— Pourquoi ?

— Parce que, » prononça Hardibert avec force, « je ne dirai jamais à un homme, fût-ce au plus obtus de mes manœuvres : « Tu as une chimère de bonheur… Renonces-y, ou je te jette à la misère, toi et ceux que tu aimes, ceux que ton travail nourrit. »

Chabrial, vivement, saisit le mot au vol :

— « Une chimère de bonheur… Tu le reconnais… Une chimère !

— Soit ! » convint l’usinier. « Mais, pour le pauvre diable, c’est la meilleure part de la vie.

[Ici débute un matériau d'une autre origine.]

// nemesis-core/tests/profiler/run_tests.rs
// ============================================================================
// Module: Run Protocol Tests
// Description: Phase ordering and status mapping for single runs.
// Purpose: Validate Profiler::run_operation against each failure mode.
// Dependencies: nemesis-core
// ============================================================================

use std::sync::Arc;
use std::thread;
use std::time::Duration;

use nemesis_core::AbortReason;
use nemesis_core::BackendError;
use nemesis_core::CatalogOperation;
use nemesis_core::Feature;
use nemesis_core::Profiler;
use nemesis_core::ProfilerError;
use nemesis_core::RoleActions;
use nemesis_core::RunStatus;
use nemesis_core::StartBarrier;
use nemesis_core::WorkerRole;

use super::common::ConnectStep;
use super::common::ScriptedBackend;
use super::common::config_with;
use super::common::idle_actions;
use super::common::logged_operation;
use super::common::perform_only;

// ============================================================================
// SECTION: Helpers
// ============================================================================

/// Builds a profiler over a shared scripted backend.
fn profiler(
    backend: &Arc<ScriptedBackend>,
    counts: &[(WorkerRole, usize)],
    actions: RoleActions,
) -> Profiler {
    Profiler::new(backend.clone(), config_with(counts), actions).unwrap()
}

// ============================================================================
// SECTION: Completed Runs
// ============================================================================

#[test]
fn readers_and_inserters_only_scenario_completes() {
    let backend = Arc::new(ScriptedBackend::new());
    let profiler = profiler(
        &backend,
        &[
            (WorkerRole::Reader, 2),
            (WorkerRole::Insert, 1),
            (WorkerRole::Update, 0),
            (WorkerRole::Delete, 0),
        ],
        idle_actions(),
    );
    let result = profiler.run_operation(&perform_only("noop", Duration::from_millis(20)));

    assert_eq!(result.status, RunStatus::Completed);
    assert_eq!(result.abort_reason, None);
    assert_eq!(result.start_barrier, Some(StartBarrier::Confirmed));
    assert_eq!(result.worker_count(WorkerRole::Reader), 2);
    assert_eq!(result.worker_count(WorkerRole::Insert), 1);
    assert_eq!(result.worker_count(WorkerRole::Update), 0);
    assert_eq!(result.worker_count(WorkerRole::Delete), 0);
    assert!(result.outcomes_for(WorkerRole::Reader).count() > 0);
    assert!(result.outcomes_for(WorkerRole::Insert).count() > 0);
    assert_eq!(result.outcomes_for(WorkerRole::Update).count(), 0);
    assert_eq!(result.outcomes_for(WorkerRole::Delete).count(), 0);
    assert_eq!(result.roles.len(), 2);
    // One coordinator connection plus three workers.
    assert_eq!(backend.connects(), 4);
    assert_eq!(backend.open_connections(), 0);
}

#[test]
fn phases_run_in_order_on_the_coordinator_connection() {
    let backend = Arc::new(ScriptedBackend::new());
    let profiler = profiler(&backend, &[(WorkerRole::Reader, 1)], idle_actions());
    let result = profiler.run_operation(&logged_operation("add-column", Duration::ZERO));

    assert_eq!(result.status, RunStatus::Completed);
    assert_eq!(
        backend.statements(),
        vec!["prepare add-column", "perform add-column", "cleanup add-column"]
    );
    let window = result.perform_window.unwrap();
    assert!(window.start <= window.end);
}

#[test]
fn workers_are_active_while_perform_runs() {
    let backend = Arc::new(ScriptedBackend::new());
    let profiler = profiler(&backend, &[(WorkerRole::Reader, 2)], idle_actions());
    let result = profiler.run_operation(&perform_only("slow", Duration::from_millis(50)));

    let window = result.perform_window.unwrap();
    let during = result
        .outcomes_for(WorkerRole::Reader)
        .filter(|outcome| window.contains(outcome.offset))
        .count();
    assert!(during > 0);
}

#[test]
fn cleanup_failure_is_reported_without_changing_completed() {
    let backend = Arc::new(ScriptedBackend::new());
    let profiler = profiler(&backend, &[(WorkerRole::Insert, 1)], idle_actions());
    let operation = perform_only("residue", Duration::ZERO)
        .with_cleanup(|connection| connection.execute("FAIL cleanup").map(|_| ()));
    let result = profiler.run_operation(&operation);

    assert_eq!(result.status, RunStatus::Completed);
    assert!(result.cleanup_error.as_deref().unwrap().contains("FAIL cleanup"));
}

#[test]
fn repeated_cycles_do_not_fail_on_the_second_prepare() {
    let backend = Arc::new(ScriptedBackend::new());
    let profiler = profiler(&backend, &[(WorkerRole::Reader, 1)], idle_actions());
    let created = Arc::new(std::sync::atomic::AtomicBool::new(false));
    let (on_prepare, on_cleanup) = (Arc::clone(&created), Arc::clone(&created));
    let operation = CatalogOperation::new("create-index", |_connection| Ok(()))
        .with_prepare(move |_connection| {
            if on_prepare.swap(true, std::sync::atomic::Ordering::SeqCst) {
                return Err(BackendError::Statement("index already exists".to_string()));
            }
            Ok(())
        })
        .with_cleanup(move |_connection| {
            on_cleanup.store(false, std::sync::atomic::Ordering::SeqCst);
            Ok(())
        });

    assert_eq!(profiler.run_operation(&operation).status, RunStatus::Completed);
    assert_eq!(profiler.run_operation(&operation).status, RunStatus::Completed);
}

// ============================================================================
// SECTION: Skipped Runs
// ============================================================================

#[test]
fn unsupported_operation_is_skipped_without_side_effects() {
    let backend = Arc::new(ScriptedBackend::new().with_feature(Feature::RenameIndex));
    let profiler = profiler(&backend, &[(WorkerRole::Reader, 2)], idle_actions());
    let operation =
        logged_operation("online-index", Duration::ZERO).requires(Feature::OnlineIndex);
    let result = profiler.run_operation(&operation);

    assert_eq!(result.status, RunStatus::Skipped);
    assert_eq!(result.total_outcomes(), 0);
    assert!(result.roles.is_empty());
    assert_eq!(result.start_barrier, None);
    assert_eq!(backend.connects(), 0);
    assert!(backend.statements().is_empty());
}

#[test]
fn supported_feature_runs_the_operation() {
    let backend = Arc::new(ScriptedBackend::new().with_feature(Feature::OnlineIndex));
    let profiler = profiler(&backend, &[], idle_actions());
    let operation = perform_only("online-index", Duration::ZERO).requires(Feature::OnlineIndex);
    let result = profiler.run_operation(&operation);

    assert_eq!(result.status, RunStatus::Completed);
    assert_eq!(result.start_barrier, Some(StartBarrier::NotRequired));
}

// ============================================================================
// SECTION: Aborted Runs
// ============================================================================

#[test]
fn prepare_failure_aborts_without_perform_or_cleanup() {
    let backend = Arc::new(ScriptedBackend::new());
    let profiler = profiler(&backend, &[(WorkerRole::Reader, 2)], idle_actions());
    let operation = CatalogOperation::new("never", |connection| {
        connection.execute("perform never").map(|_| ())
    })
    .with_prepare(|connection| connection.execute("FAIL prepare").map(|_| ()))
    .with_cleanup(|connection| connection.execute("cleanup never").map(|_| ()));
    let result = profiler.run_operation(&operation);

    assert_eq!(result.status, RunStatus::Aborted);
    assert!(matches!(result.abort_reason, Some(AbortReason::Prepare(_))));
    assert_eq!(backend.statements(), vec!["FAIL prepare"]);
    assert_eq!(result.total_outcomes(), 0);
    // Only the coordinator connected; no workers were started.
    assert_eq!(backend.connects(), 1);
}

#[test]
fn perform_failure_aborts_and_still_cleans_up() {
    let backend = Arc::new(ScriptedBackend::new());
    let profiler = profiler(&backend, &[(WorkerRole::Update, 2)], idle_actions());
    let operation = CatalogOperation::new("broken", |connection| {
        thread::sleep(Duration::from_millis(10));
        connection.execute("FAIL perform").map(|_| ())
    })
    .with_cleanup(|connection| connection.execute("cleanup broken").map(|_| ()));
    let result = profiler.run_operation(&operation);

    assert_eq!(result.status, RunStatus::Aborted);
    assert!(matches!(result.abort_reason, Some(AbortReason::Perform(_))));
    assert_eq!(backend.statements(), vec!["FAIL perform", "cleanup broken"]);
    assert!(result.stuck_workers.is_empty());
    assert_eq!(result.worker_count(WorkerRole::Update), 2);
    assert_eq!(backend.open_connections(), 0);
}

#[test]
fn coordinator_connect_failure_aborts_before_prepare() {
    let backend = Arc::new(ScriptedBackend::new().with_script(&[ConnectStep::Fail]));
    let profiler = profiler(&backend, &[(WorkerRole::Reader, 1)], idle_actions());
    let result = profiler.run_operation(&logged_operation("any", Duration::ZERO));

    assert_eq!(result.status, RunStatus::Aborted);
    assert!(matches!(result.abort_reason, Some(AbortReason::Connect(_))));
    assert!(backend.statements().is_empty());
}

#[test]
fn teardown_timeout_aborts_and_still_cleans_up() {
    let backend = Arc::new(ScriptedBackend::new());
    let config = config_with(&[(WorkerRole::Delete, 1)])
        .with_teardown_timeout(Duration::from_millis(20));
    let actions = RoleActions::uniform(|_connection, _rng| {
        thread::sleep(Duration::from_millis(300));
        Ok(())
    });
    let profiler = Profiler::new(backend.clone(), config, actions).unwrap();
    let result = profiler.run_operation(&logged_operation("blocked", Duration::ZERO));

    assert_eq!(result.status, RunStatus::Aborted);
    let Some(AbortReason::Teardown(stuck)) = &result.abort_reason else {
        panic!("expected teardown abort, got {:?}", result.abort_reason);
    };
    assert_eq!(stuck.len(), 1);
    assert_eq!(result.stuck_workers, *stuck);
    assert!(backend.statements().contains(&"cleanup blocked".to_string()));
}

#[test]
fn zero_start_timeout_with_slow_worker_proceeds_degraded() {
    let backend = Arc::new(ScriptedBackend::new().with_script(&[
        ConnectStep::Ok,
        ConnectStep::Delay(Duration::from_millis(150)),
    ]));
    let config = config_with(&[(WorkerRole::Reader, 1)]).with_start_timeout(Duration::ZERO);
    let profiler = Profiler::new(backend.clone(), config, idle_actions()).unwrap();
    let result = profiler.run_operation(&logged_operation("fast", Duration::ZERO));

    assert_eq!(result.status, RunStatus::Completed);
    assert!(result.start_barrier.unwrap().is_degraded());
    assert!(backend.statements().contains(&"perform fast".to_string()));
}

// ============================================================================
// SECTION: Construction
// ============================================================================

#[test]
fn profiler_rejects_missing_role_actions() {
    let backend = Arc::new(ScriptedBackend::new());
    let err = Profiler::new(
        backend,
        config_with(&[(WorkerRole::Insert, 1)]),
        RoleActions::new(),
    )
    .err()
    .unwrap();
    assert_eq!(err, ProfilerError::MissingAction(WorkerRole::Insert));
}
// nemesis-core/src/core/outcome.rs
// ============================================================================
// Module: Run Outcomes
// Description: Per-attempt outcomes and per-operation run results.
// Purpose: Capture what workers observed while a schema operation ran.
// Dependencies: crate::core::role, serde
// ============================================================================

//! ## Overview
//! Every worker attempt produces one [`Outcome`] stamped with its offset from
//! the run-start epoch. A [`RunResult`] groups the outcomes of one catalog
//! operation by role and worker together with the run status.
//! Invariants:
//! - Outcomes within one [`WorkerOutcomes`] are ordered by offset.
//! - A skipped run holds no outcomes.

// ============================================================================
// SECTION: Imports
// ============================================================================

use std::collections::BTreeMap;
use std::fmt;
use std::time::Duration;

use serde::Deserialize;
use serde::Serialize;

use crate::core::role::WorkerId;
use crate::core::role::WorkerRole;

// ============================================================================
// SECTION: Outcome
// ============================================================================

/// Result of a single worker action attempt.
#[derive(Debug, Clone, PartialEq, Eq)]
pub struct Outcome {
    /// Attempt start, relative to the run-start epoch.
    pub offset: Duration,
    /// Time spent inside the action.
    pub duration: Duration,
    /// Whether the action succeeded.
    pub success: bool,
    /// Error description for failed attempts.
    pub error: Option<String>,
}

impl Outcome {
    /// Builds a successful outcome.
    #[must_use]
    pub const fn success(offset: Duration, duration: Duration) -> Self {
        Self {
            offset,
            duration,
            success: true,
            error: None,
        }
    }

    /// Builds a failed outcome carrying the error description.
    #[must_use]
    pub fn failure(offset: Duration, duration: Duration, error: impl Into<String>) -> Self {
        Self {
            offset,
            duration,
            success: false,
            error: Some(error.into()),
        }
    }
}

/// Outcomes recorded by one worker instance, in attempt order.
#[derive(Debug, Clone, PartialEq, Eq)]
pub struct WorkerOutcomes {
    /// Worker that produced the outcomes.
    pub worker: WorkerId,
    /// Recorded outcomes.
    pub outcomes: Vec<Outcome>,
}

// ============================================================================
// SECTION: Run Status
// ============================================================================

/// Final status of one operation run.
#[derive(Debug, Clone, Copy, PartialEq, Eq, Serialize, Deserialize)]
#[serde(rename_all = "snake_case")]
pub enum RunStatus {
    /// All phases ran and every worker stopped in time.
    Completed,
    /// The backend lacks a feature the operation requires.
    Skipped,
    /// A setup, measured, or teardown failure ended the run.
    Aborted,
}

impl RunStatus {
    /// Returns the stable lowercase label for the status.
    #[must_use]
    pub const fn label(self) -> &'static str {
        match self {
            Self::Completed => "completed",
            Self::Skipped => "skipped",
            Self::Aborted => "aborted",
        }
    }
}

impl fmt::Display for RunStatus {
    fn fmt(&self, f: &mut fmt::Formatter<'_>) -> fmt::Result {
        f.write_str(self.label())
    }
}

/// Why a run was aborted.
#[derive(Debug, Clone, PartialEq, Eq, Serialize, Deserialize)]
#[serde(tag = "phase", content = "detail", rename_all = "snake_case")]
pub enum AbortReason {
    /// The coordinator connection could not be opened.
    Connect(String),
    /// The prepare phase failed.
    Prepare(String),
    /// Worker threads could not be launched.
    Spawn(String),
    /// The measured perform phase failed.
    Perform(String),
    /// Workers did not acknowledge the stop signal in time.
    Teardown(Vec<WorkerId>),
}

impl fmt::Display for AbortReason {
    fn fmt(&self, f: &mut fmt::Formatter<'_>) -> fmt::Result {
        match self {
            Self::Connect(message) => write!(f, "connect failed: {message}"),
            Self::Prepare(message) => write!(f, "prepare failed: {message}"),
            Self::Spawn(message) => write!(f, "worker spawn failed: {message}"),
            Self::Perform(message) => write!(f, "perform failed: {message}"),
            Self::Teardown(stuck) => {
                let names: Vec<String> = stuck.iter().map(ToString::to_string).collect();
                write!(f, "workers did not stop in time: {}", names.join(", "))
            }
        }
    }
}

/// Result of waiting for workers to start issuing requests.
#[derive(Debug, Clone, Copy, PartialEq, Eq, Serialize, Deserialize)]
#[serde(tag = "state", rename_all = "snake_case")]
pub enum StartBarrier {
    /// The run had no workers to wait for.
    NotRequired,
    /// Every worker attempted an action before the start timeout.
    Confirmed,
    /// The timeout elapsed first; the run continued with reduced confidence.
    Degraded {
        /// Workers that had attempted an action.
        ready: usize,
        /// Workers that were launched.
        expected: usize,
    },
}

impl StartBarrier {
    /// Returns true when the barrier did not confirm every worker.
    #[must_use]
    pub const fn is_degraded(self) -> bool {
        matches!(self, Self::Degraded { .. })
    }
}

impl fmt::Display for StartBarrier {
    fn fmt(&self, f: &mut fmt::Formatter<'_>) -> fmt::Result {
        match self {
            Self::NotRequired => f.write_str("not_required"),
            Self::Confirmed => f.write_str("confirmed"),
            Self::Degraded {
                ready,
                expected,
            } => write!(f, "degraded ({ready}/{expected} ready)"),
        }
    }
}

/// Offsets bracketing the measured perform call.
#[derive(Debug, Clone, Copy, PartialEq, Eq)]
pub struct PerformWindow {
    /// Offset at which perform was invoked.
    pub start: Duration,
    /// Offset at which perform returned.
    pub end: Duration,
}

impl PerformWindow {
    /// Returns the wall-clock span of the perform call.
    #[must_use]
    pub const fn duration(&self) -> Duration {
        self.end.saturating_sub(self.start)
    }

    /// Returns true when `offset` falls inside the window.
    #[must_use]
    pub fn contains(&self, offset: Duration) -> bool {
        offset >= self.start && offset <= self.end
    }
}

// ============================================================================
// SECTION: Run Result
// ============================================================================

/// Aggregate result of running one catalog operation.
#[derive(Debug, Clone, PartialEq, Eq)]
pub struct RunResult {
    /// Operation name.
    pub operation: String,
    /// Final status.
    pub status: RunStatus,
    /// Abort cause when `status` is [`RunStatus::Aborted`].
    pub abort_reason: Option<AbortReason>,
    /// Start barrier outcome when load was started.
    pub start_barrier: Option<StartBarrier>,
    /// Offsets bracketing the perform call when it ran.
    pub perform_window: Option<PerformWindow>,
    /// Cleanup failure message (does not change the status).
    pub cleanup_error: Option<String>,
    /// Workers still running when the teardown timeout elapsed.
    pub stuck_workers: Vec<WorkerId>,
    /// Worker outcomes grouped by role.
    pub roles: BTreeMap<WorkerRole, Vec<WorkerOutcomes>>,
}

impl RunResult {
    /// Builds the result for an operation the backend cannot express.
    #[must_use]
    pub fn skipped(operation: impl Into<String>) -> Self {
        Self::empty(operation, RunStatus::Skipped, None)
    }

    /// Builds the result for a run aborted before load started.
    #[must_use]
    pub fn aborted(operation: impl Into<String>, reason: AbortReason) -> Self {
        Self::empty(operation, RunStatus::Aborted, Some(reason))
    }

    /// Builds a result with no outcomes.
    fn empty(
        operation: impl Into<String>,
        status: RunStatus,
        abort_reason: Option<AbortReason>,
    ) -> Self {
        Self {
            operation: operation.into(),
            status,
            abort_reason,
            start_barrier: None,
            perform_window: None,
            cleanup_error: None,
            stuck_workers: Vec::new(),
            roles: BTreeMap::new(),
        }
    }

    /// Returns the number of workers that contributed outcomes for `role`.
    #[must_use]
    pub fn worker_count(&self, role: WorkerRole) -> usize {
        self.roles.get(&role).map_or(0, Vec::len)
    }

    /// Iterates every outcome recorded for `role`.
    pub fn outcomes_for(&self, role: WorkerRole) -> impl Iterator<Item = &Outcome> + '_ {
        self.roles
            .get(&role)
            .into_iter()
            .flat_map(|workers| workers.iter().flat_map(|worker| worker.outcomes.iter()))
    }

    /// Returns the number of outcomes across all roles.
    #[must_use]
    pub fn total_outcomes(&self) -> usize {
        self.roles
            .values()
            .flat_map(|workers| workers.iter())
            .fold(0usize, |acc, worker| acc.saturating_add(worker.outcomes.len()))
    }

    /// Flattens the result into export records, grouped by role and ordered
    /// by offset within each role.
    #[must_use]
    pub fn records(&self) -> Vec<OutcomeRecord> {
        let mut records = Vec::with_capacity(self.total_outcomes());
        for (role, workers) in &self.roles {
            let start = records.len();
            for worker in workers {
                for outcome in &worker.outcomes {
                    records.push(OutcomeRecord {
                        operation: self.operation.clone(),
                        status: self.status,
                        role: *role,
                        worker: worker.worker.index,
                        offset_us: duration_to_us(outcome.offset),
                        duration_us: duration_to_us(outcome.duration),
                        success: outcome.success,
                        error: outcome.error.clone(),
                    });
                }
            }
            if let Some(slice) = records.get_mut(start ..) {
                slice.sort_by_key(|record| record.offset_us);
            }
        }
        records
    }
}

// ============================================================================
// SECTION: Export Record
// ============================================================================

/// Flattened outcome row used by persistent sinks.
#[derive(Debug, Clone, PartialEq, Eq, Serialize, Deserialize)]
pub struct OutcomeRecord {
    /// Operation name.
    pub operation: String,
    /// Final status of the run the record belongs to.
    pub status: RunStatus,
    /// Worker role.
    pub role: WorkerRole,
    /// Worker index within the role.
    pub worker: usize,
    /// Attempt offset from the run-start epoch, in microseconds.
    pub offset_us: u64,
    /// Attempt duration, in microseconds.
    pub duration_us: u64,
    /// Whether the attempt succeeded.
    pub success: bool,
    /// Error text for failed attempts.
    pub error: Option<String>,
}

/// Converts a duration to whole microseconds, saturating on overflow.
#[must_use]
pub fn duration_to_us(duration: Duration) -> u64 {
    u64::try_from(duration.as_micros()).unwrap_or(u64::MAX)
}
// nemesis-sinks/src/csv.rs
// ============================================================================
// Module: Delimited Sink
// Description: CSV writer for outcome records.
// Purpose: Persist raw outcomes in a spreadsheet-friendly format.
// Dependencies: csv, nemesis-core
// ============================================================================

//! ## Overview
//! The header is written once, before the first row. Every outcome becomes
//! one row; runs without outcomes (skipped or aborted early) add no rows.
//! Quoting follows the `csv` crate's default: only fields containing the
//! delimiter, a quote, or a line break are quoted, with embedded quotes
//! doubled.

// ============================================================================
// SECTION: Imports
// ============================================================================

use std::io::Write;
use std::sync::Mutex;

use csv::Writer;
use csv::WriterBuilder;
use nemesis_core::OutcomeRecord;
use nemesis_core::ResultSink;
use nemesis_core::RunResult;
use nemesis_core::SinkError;

use crate::poisoned;

// ============================================================================
// SECTION: Constants
// ============================================================================

/// Column names, in row order.
pub const CSV_HEADER: [&str; 8] =
    ["operation", "status", "role", "worker", "offset_us", "duration_us", "success", "error"];

/// Default field delimiter.
const DEFAULT_DELIMITER: u8 = b',';

// ============================================================================
// SECTION: Sink
// ============================================================================

/// Writer plus header bookkeeping.
struct CsvState<W: Write> {
    /// Record writer over the destination.
    writer: Writer<W>,
    /// Whether the header record has been written.
    header_written: bool,
}

/// Result sink writing delimited rows.
pub struct CsvSink<W: Write + Send> {
    /// Guarded writer state.
    state: Mutex<CsvState<W>>,
}

impl<W: Write + Send> CsvSink<W> {
    /// Creates a comma-delimited sink writing into `writer`.
    #[must_use]
    pub fn new(writer: W) -> Self {
        Self::with_delimiter(writer, DEFAULT_DELIMITER)
    }

    /// Creates a sink using `delimiter` between fields.
    #[must_use]
    pub fn with_delimiter(writer: W, delimiter: u8) -> Self {
        let writer = WriterBuilder::new().delimiter(delimiter).from_writer(writer);
        Self {
            state: Mutex::new(CsvState {
                writer,
                header_written: false,
            }),
        }
    }
}

/// Renders one outcome as its field values.
fn row(record: &OutcomeRecord) -> [String; 8] {
    [
        record.operation.clone(),
        record.status.label().to_string(),
        record.role.label().to_string(),
        record.worker.to_string(),
        record.offset_us.to_string(),
        record.duration_us.to_string(),
        record.success.to_string(),
        record.error.clone().unwrap_or_default(),
    ]
}

/// Maps a csv writer error into a sink write error.
fn write_error(err: impl ToString) -> SinkError {
    SinkError::Write(err.to_string())
}

impl<W: Write + Send> ResultSink for CsvSink<W> {
    fn record(&self, result: &RunResult) -> Result<(), SinkError> {
        let records = result.records();
        let mut state = self.state.lock().map_err(|_| poisoned("csv"))?;
        if !state.header_written {
            state.writer.write_record(CSV_HEADER).map_err(write_error)?;
            state.header_written = true;
        }
        for record in &records {
            state.writer.write_record(row(record)).map_err(write_error)?;
        }
        state.writer.flush().map_err(write_error)
    }

    fn flush(&self) -> Result<(), SinkError> {
        let mut state = self.state.lock().map_err(|_| poisoned("csv"))?;
        state.writer.flush().map_err(write_error)
    }
}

Quand il glisse son bulletin dans l’urne, il entrevoit un avenir de félicité. Il rentre… Il dit à sa femme : « Si notre candidat est élu, les choses iront mieux pour nous. On mangera plus souvent de la viande, tu auras des robes neuves, et, plus tard, nos enfants seront des messieurs. » Cela s’appelle l’espérance, Chabrial. C’est aussi sacré que le pain. »

Le mari de Jeanine eut un mouvement. Hardibert, s’arrêtant de marcher, lui mit une main sur le bras :

— « Lorsque toi, lorsque les démocrates qui pensent comme toi, vous avez accordé à cet homme le droit de vote, pourquoi n’avez-vous pas raisonné comme aujourd’hui sur son ignorance, son aveuglement, son besoin de tutelle ? Vous avez pensé qu’il se contenterait à perpétuité de votre État bourgeois, de votre Providence administrative. Le droit divin du rond-de-cuir… après celui de la couronne. Allons donc ! Un coussin percé n’a pas le prestige d’un diadème ! »

Le rire sardonique de Raoul abasourdit son ancien camarade. Le jacobinisme borné de Chabrial ne comprenait rien à cette alliance d’une philosophie, incrédule aux panacées de la politique, dédaigneuse du puéril espoir des masses, avec un esprit de justice et une générosité qui respectaient ce même espoir.